Wednesday 3 July 2019

Glenda Fredman  

Journeying through Stories of Personal & Professional Identity. A practical workshop for working in therapy, supervision & self-reflection

We are living in times when many of us face re-descriptions of our identities; times when borders and walls are being created; times of reclassification, registration and accreditation to identify who is in and who is out, who belongs and whom to exclude, who is welcome and how we welcome. For me the word ‘Identity’ goes with ‘belonging’ – who we ‘are’ is not just shaped by who we want to be – but who will have us – where and who we can be. In this workshop I will draw on stories from my practice and my personal, professional and political lives to reflect on my relationship with different discourses of identity and models of self. This practical workshop will offer exercises that participants can use with people in therapy, in supervision and for self-reflection. For example, I will invite you to reflect on narratives from the multi-storied contexts (personal, professional and political) of your lives that inform who you are and who you want to be. We will explore using these different stories as opportunities for creative practice, to help us work respectfully alongside colleagues who hold a loyalty to different approaches and to inspire hope in challenging times. I will also invite participants to work with the ‘journey metaphor’ and ‘migration of identity’ to reflect on and navigate our changing and developing professional identities as we navigate changing political and cultural contexts.

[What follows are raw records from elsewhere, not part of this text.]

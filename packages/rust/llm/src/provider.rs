//! Backend selection from the resolved runtime configuration.

use std::sync::Arc;

use tracing::info;

use specextract_shared::{ProviderKind, ProviderSettings, Result};

use crate::gemini::GeminiClient;
use crate::mistral::MistralClient;
use crate::oracle::{StructuredOracle, TextOracle};
use crate::structured::SchemaOracle;

/// The pair of oracles the workflow is wired with.
#[derive(Clone)]
pub struct Oracles {
    pub text: Arc<dyn TextOracle>,
    pub structured: Arc<dyn StructuredOracle>,
}

impl Oracles {
    /// Use one text backend for both roles, with schema-guided parsing on top.
    pub fn from_text(text: Arc<dyn TextOracle>) -> Self {
        let structured: Arc<dyn StructuredOracle> = Arc::new(SchemaOracle::new(text.clone()));
        Self { text, structured }
    }

    /// Build the configured backend.
    pub fn from_settings(settings: &ProviderSettings) -> Result<Self> {
        let text: Arc<dyn TextOracle> = match settings.kind {
            ProviderKind::Google => {
                let mut client = GeminiClient::new(&settings.api_key, &settings.model)?;
                if let Some(url) = &settings.base_url {
                    client = client.with_base_url(url.as_str());
                }
                Arc::new(client)
            }
            ProviderKind::Mistral => {
                let mut client = MistralClient::new(&settings.api_key, &settings.model)?;
                if let Some(url) = &settings.base_url {
                    client = client.with_base_url(url.as_str());
                }
                Arc::new(client)
            }
        };

        info!(provider = settings.kind.as_str(), model = %settings.model, "oracle backend ready");
        Ok(Self::from_text(text))
    }

    /// Model identifier used to key artifacts.
    pub fn model(&self) -> &str {
        self.text.model()
    }
}

#[cfg(test)]
mod tests {
    use super::*;

    #[test]
    fn builds_configured_backend() {
        let settings = ProviderSettings {
            kind: ProviderKind::Mistral,
            model: "mistral-small-latest".into(),
            api_key: "k".into(),
            base_url: None,
        };
        let oracles = Oracles::from_settings(&settings).expect("build");
        assert_eq!(oracles.model(), "mistral-small-latest");
    }
}
//! Application configuration for specextract.
//!
//! User config lives at `~/.specextract/specextract.toml`.
//! CLI flags override config file values, which override defaults.
//! The resolved [`RuntimeConfig`] is built once at process start and never
//! mutated afterwards.

use std::path::{Path, PathBuf};

use serde::{Deserialize, Serialize};
use url::Url;

use crate::error::{Result, SpecExtractError};

/// Default configuration file name.
const CONFIG_FILE_NAME: &str = "specextract.toml";

/// Default config directory name under the user's home.
const CONFIG_DIR_NAME: &str = ".specextract";

// ---------------------------------------------------------------------------
// Config structs (matching specextract.toml schema)
// ---------------------------------------------------------------------------

/// Top-level application config, deserialized from TOML.
#[derive(Debug, Clone, Serialize, Deserialize)]
pub struct AppConfig {
    /// Global defaults.
    #[serde(default)]
    pub defaults: DefaultsConfig,

    /// Which backend answers oracle calls.
    #[serde(default)]
    pub provider: ProviderConfig,

    /// Google Gemini settings.
    #[serde(default = "default_google")]
    pub google: BackendConfig,

    /// Mistral settings.
    #[serde(default = "default_mistral")]
    pub mistral: BackendConfig,

    /// Langfuse tracing settings.
    #[serde(default)]
    pub observability: ObservabilityConfig,
}

/// `[defaults]` section.
#[derive(Debug, Clone, Serialize, Deserialize)]
pub struct DefaultsConfig {
    /// Default artifact output root.
    #[serde(default = "default_output_dir")]
    pub output_dir: String,

    /// Run the extractor/reviewer refinement loop before extraction.
    #[serde(default)]
    pub refine: bool,

    /// Turn budget shared by both refinement roles.
    #[serde(default = "default_max_refine_turns")]
    pub max_refine_turns: u32,

    /// Documents processed concurrently in batch mode.
    #[serde(default = "default_concurrency")]
    pub concurrency: u32,

    /// Persist refinement transcripts so an interrupted loop can resume.
    #[serde(default = "default_true")]
    pub checkpoints: bool,

    /// libSQL database holding refinement checkpoints.
    #[serde(default = "default_checkpoint_db")]
    pub checkpoint_db: String,
}

impl Default for DefaultsConfig {
    fn default() -> Self {
        Self {
            output_dir: default_output_dir(),
            refine: false,
            max_refine_turns: default_max_refine_turns(),
            concurrency: default_concurrency(),
            checkpoints: true,
            checkpoint_db: default_checkpoint_db(),
        }
    }
}

fn default_output_dir() -> String {
    "data".into()
}
fn default_max_refine_turns() -> u32 {
    8
}
fn default_concurrency() -> u32 {
    2
}
fn default_true() -> bool {
    true
}
fn default_checkpoint_db() -> String {
    "~/.specextract/checkpoints.db".into()
}

/// `[provider]` section.
#[derive(Debug, Clone, Serialize, Deserialize)]
pub struct ProviderConfig {
    /// Backend name: "google" or "mistral".
    #[serde(default = "default_provider")]
    pub name: String,
}

impl Default for ProviderConfig {
    fn default() -> Self {
        Self {
            name: default_provider(),
        }
    }
}

fn default_provider() -> String {
    "google".into()
}

/// `[google]` / `[mistral]` sections.
#[derive(Debug, Clone, Serialize, Deserialize)]
pub struct BackendConfig {
    /// Name of the env var holding the API key (never store the key itself).
    pub api_key_env: String,

    /// Model identifier sent to the backend.
    pub model: String,

    /// Env var that overrides `model` when set.
    #[serde(default, skip_serializing_if = "Option::is_none")]
    pub model_env: Option<String>,

    /// Override for the API base URL (proxies, tests).
    #[serde(default, skip_serializing_if = "Option::is_none")]
    pub base_url: Option<String>,
}

fn default_google() -> BackendConfig {
    BackendConfig {
        api_key_env: "GOOGLE_API_KEY".into(),
        model: "gemini-2.5-flash".into(),
        model_env: Some("GOOGLE_MODEL".into()),
        base_url: None,
    }
}

fn default_mistral() -> BackendConfig {
    BackendConfig {
        api_key_env: "MISTRAL_API_KEY".into(),
        model: "mistral-large-latest".into(),
        model_env: Some("MISTRAL_MODEL".into()),
        base_url: None,
    }
}

impl Default for AppConfig {
    fn default() -> Self {
        Self {
            defaults: DefaultsConfig::default(),
            provider: ProviderConfig::default(),
            google: default_google(),
            mistral: default_mistral(),
            observability: ObservabilityConfig::default(),
        }
    }
}

/// `[observability]` section.
#[derive(Debug, Clone, Serialize, Deserialize)]
pub struct ObservabilityConfig {
    /// Env var holding the Langfuse public key.
    #[serde(default = "default_public_key_env")]
    pub public_key_env: String,

    /// Env var holding the Langfuse secret key.
    #[serde(default = "default_secret_key_env")]
    pub secret_key_env: String,

    /// Langfuse host.
    #[serde(default = "default_langfuse_host")]
    pub host: String,
}

impl Default for ObservabilityConfig {
    fn default() -> Self {
        Self {
            public_key_env: default_public_key_env(),
            secret_key_env: default_secret_key_env(),
            host: default_langfuse_host(),
        }
    }
}

fn default_public_key_env() -> String {
    "LANGFUSE_PUBLIC_KEY".into()
}
fn default_secret_key_env() -> String {
    "LANGFUSE_SECRET_KEY".into()
}
fn default_langfuse_host() -> String {
    "http://localhost:3000".into()
}

// ---------------------------------------------------------------------------
// Overrides & resolved runtime config
// ---------------------------------------------------------------------------

/// CLI-level overrides applied on top of the file config.
#[derive(Debug, Clone, Default)]
pub struct ConfigOverrides {
    pub provider: Option<String>,
    pub model: Option<String>,
    pub refine: Option<bool>,
    pub max_refine_turns: Option<u32>,
    pub concurrency: Option<u32>,
}

/// Supported oracle backends.
#[derive(Debug, Clone, Copy, PartialEq, Eq, Serialize, Deserialize)]
#[serde(rename_all = "lowercase")]
pub enum ProviderKind {
    Google,
    Mistral,
}

impl ProviderKind {
    pub fn as_str(&self) -> &'static str {
        match self {
            Self::Google => "google",
            Self::Mistral => "mistral",
        }
    }
}

impl std::str::FromStr for ProviderKind {
    type Err = SpecExtractError;

    fn from_str(s: &str) -> Result<Self> {
        match s.trim().to_ascii_lowercase().as_str() {
            "google" => Ok(Self::Google),
            "mistral" => Ok(Self::Mistral),
            other => Err(SpecExtractError::config(format!(
                "invalid provider '{other}': expected 'google' or 'mistral'"
            ))),
        }
    }
}

/// Credentials and endpoint of the selected backend.
#[derive(Clone)]
pub struct ProviderSettings {
    pub kind: ProviderKind,
    pub model: String,
    pub api_key: String,
    pub base_url: Option<Url>,
}

impl std::fmt::Debug for ProviderSettings {
    fn fmt(&self, f: &mut std::fmt::Formatter<'_>) -> std::fmt::Result {
        f.debug_struct("ProviderSettings")
            .field("kind", &self.kind)
            .field("model", &self.model)
            .field("api_key", &"<redacted>")
            .field("base_url", &self.base_url)
            .finish()
    }
}

/// Langfuse credentials; present only when both keys are set.
#[derive(Clone)]
pub struct LangfuseSettings {
    pub public_key: String,
    pub secret_key: String,
    pub host: Url,
}

impl std::fmt::Debug for LangfuseSettings {
    fn fmt(&self, f: &mut std::fmt::Formatter<'_>) -> std::fmt::Result {
        f.debug_struct("LangfuseSettings")
            .field("public_key", &self.public_key)
            .field("secret_key", &"<redacted>")
            .field("host", &self.host.as_str())
            .finish()
    }
}

/// Fully resolved, immutable configuration for one process.
#[derive(Debug, Clone)]
pub struct RuntimeConfig {
    pub provider: ProviderSettings,
    pub refine: bool,
    pub max_refine_turns: u32,
    pub concurrency: usize,
    pub checkpoints: bool,
    pub checkpoint_db: PathBuf,
    pub output_dir: PathBuf,
    pub langfuse: Option<LangfuseSettings>,
}

impl AppConfig {
    /// Resolve the file config plus overrides against the environment.
    pub fn resolve(&self, overrides: &ConfigOverrides) -> Result<RuntimeConfig> {
        self.resolve_with(overrides, |name| std::env::var(name).ok())
    }

    /// Same as [`AppConfig::resolve`] with an injectable env lookup.
    pub fn resolve_with(
        &self,
        overrides: &ConfigOverrides,
        env: impl Fn(&str) -> Option<String>,
    ) -> Result<RuntimeConfig> {
        let kind: ProviderKind = overrides
            .provider
            .as_deref()
            .unwrap_or(&self.provider.name)
            .parse()?;

        let backend = match kind {
            ProviderKind::Google => &self.google,
            ProviderKind::Mistral => &self.mistral,
        };

        let model = overrides
            .model
            .clone()
            .or_else(|| backend.model_env.as_deref().and_then(&env))
            .unwrap_or_else(|| backend.model.clone());
        if model.trim().is_empty() {
            return Err(SpecExtractError::config(format!(
                "no model configured for provider '{}'",
                kind.as_str()
            )));
        }

        let api_key = match env(&backend.api_key_env) {
            Some(key) if !key.trim().is_empty() => key,
            _ => {
                return Err(SpecExtractError::config(format!(
                    "{} API key not found. Set the {} environment variable.",
                    kind.as_str(),
                    backend.api_key_env
                )));
            }
        };

        let base_url = backend
            .base_url
            .as_deref()
            .map(|u| {
                Url::parse(u)
                    .map_err(|e| SpecExtractError::config(format!("invalid base_url '{u}': {e}")))
            })
            .transpose()?;

        let max_refine_turns = overrides
            .max_refine_turns
            .unwrap_or(self.defaults.max_refine_turns);
        if max_refine_turns == 0 {
            return Err(SpecExtractError::config(
                "max_refine_turns must be at least 1",
            ));
        }

        let concurrency = overrides
            .concurrency
            .unwrap_or(self.defaults.concurrency)
            .max(1) as usize;

        Ok(RuntimeConfig {
            provider: ProviderSettings {
                kind,
                model,
                api_key,
                base_url,
            },
            refine: overrides.refine.unwrap_or(self.defaults.refine),
            max_refine_turns,
            concurrency,
            checkpoints: self.defaults.checkpoints,
            checkpoint_db: expand_home(&self.defaults.checkpoint_db),
            output_dir: expand_home(&self.defaults.output_dir),
            langfuse: self.resolve_langfuse(&env)?,
        })
    }

    fn resolve_langfuse(
        &self,
        env: &impl Fn(&str) -> Option<String>,
    ) -> Result<Option<LangfuseSettings>> {
        let obs = &self.observability;
        let public_key = env(&obs.public_key_env).filter(|k| !k.trim().is_empty());
        let secret_key = env(&obs.secret_key_env).filter(|k| !k.trim().is_empty());

        match (public_key, secret_key) {
            (Some(public_key), Some(secret_key)) => {
                let host = Url::parse(&obs.host).map_err(|e| {
                    SpecExtractError::config(format!("invalid observability host '{}': {e}", obs.host))
                })?;
                Ok(Some(LangfuseSettings {
                    public_key,
                    secret_key,
                    host,
                }))
            }
            _ => {
                tracing::debug!("langfuse keys not set, observability disabled");
                Ok(None)
            }
        }
    }
}

/// Expand a leading `~/` to the user's home directory.
pub fn expand_home(path: &str) -> PathBuf {
    match (path.strip_prefix("~/"), dirs::home_dir()) {
        (Some(rest), Some(home)) => home.join(rest),
        _ => PathBuf::from(path),
    }
}

// ---------------------------------------------------------------------------
// Config loading
// ---------------------------------------------------------------------------

/// Get the path to the config directory (`~/.specextract/`).
pub fn config_dir() -> Result<PathBuf> {
    let home = dirs::home_dir()
        .ok_or_else(|| SpecExtractError::config("could not determine home directory"))?;
    Ok(home.join(CONFIG_DIR_NAME))
}

/// Get the path to the config file (`~/.specextract/specextract.toml`).
pub fn config_file_path() -> Result<PathBuf> {
    Ok(config_dir()?.join(CONFIG_FILE_NAME))
}

/// Load the application config from disk. Returns defaults if the file does not exist.
pub fn load_config() -> Result<AppConfig> {
    let path = config_file_path()?;

    if !path.exists() {
        tracing::debug!(?path, "config file not found, using defaults");
        return Ok(AppConfig::default());
    }

    load_config_from(&path)
}

/// Load the application config from a specific file path.
pub fn load_config_from(path: &Path) -> Result<AppConfig> {
    let content = std::fs::read_to_string(path).map_err(|e| SpecExtractError::io(path, e))?;

    toml::from_str(&content).map_err(|e| {
        SpecExtractError::config(format!("failed to parse {}: {e}", path.display()))
    })
}

/// Create the config directory and write a default config file.
/// Returns the path to the created file.
pub fn init_config() -> Result<PathBuf> {
    let dir = config_dir()?;
    std::fs::create_dir_all(&dir).map_err(|e| SpecExtractError::io(&dir, e))?;

    let path = dir.join(CONFIG_FILE_NAME);
    let config = AppConfig::default();
    let content =
        toml::to_string_pretty(&config).map_err(|e| SpecExtractError::config(e.to_string()))?;

    std::fs::write(&path, content).map_err(|e| SpecExtractError::io(&path, e))?;
    tracing::info!(?path, "created default config file");

    Ok(path)
}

Glenda Fredman is a clinical psychologist, systemic family psychotherapist, trainer and supervisor. She is committed to enabling systemic and ethical practice within public services where she has worked at all levels of organisations with people in therapy, with staff in training and with teams and organizations in consultation. Glenda is author of ‘Death Talk: Conversations with Children and Families’ (Karnac);‘Transforming Emotion: Conversations in Counselling and Psychotherapy’(Wiley) and co-editor of‘Being with Older People: A systemic approach’ (Karnac); Working with Embodiment in Supervision: A systemic approach (Routledge) and Collaborative Consultation in Mental Health: Guidelines for the new consultant (Routledge).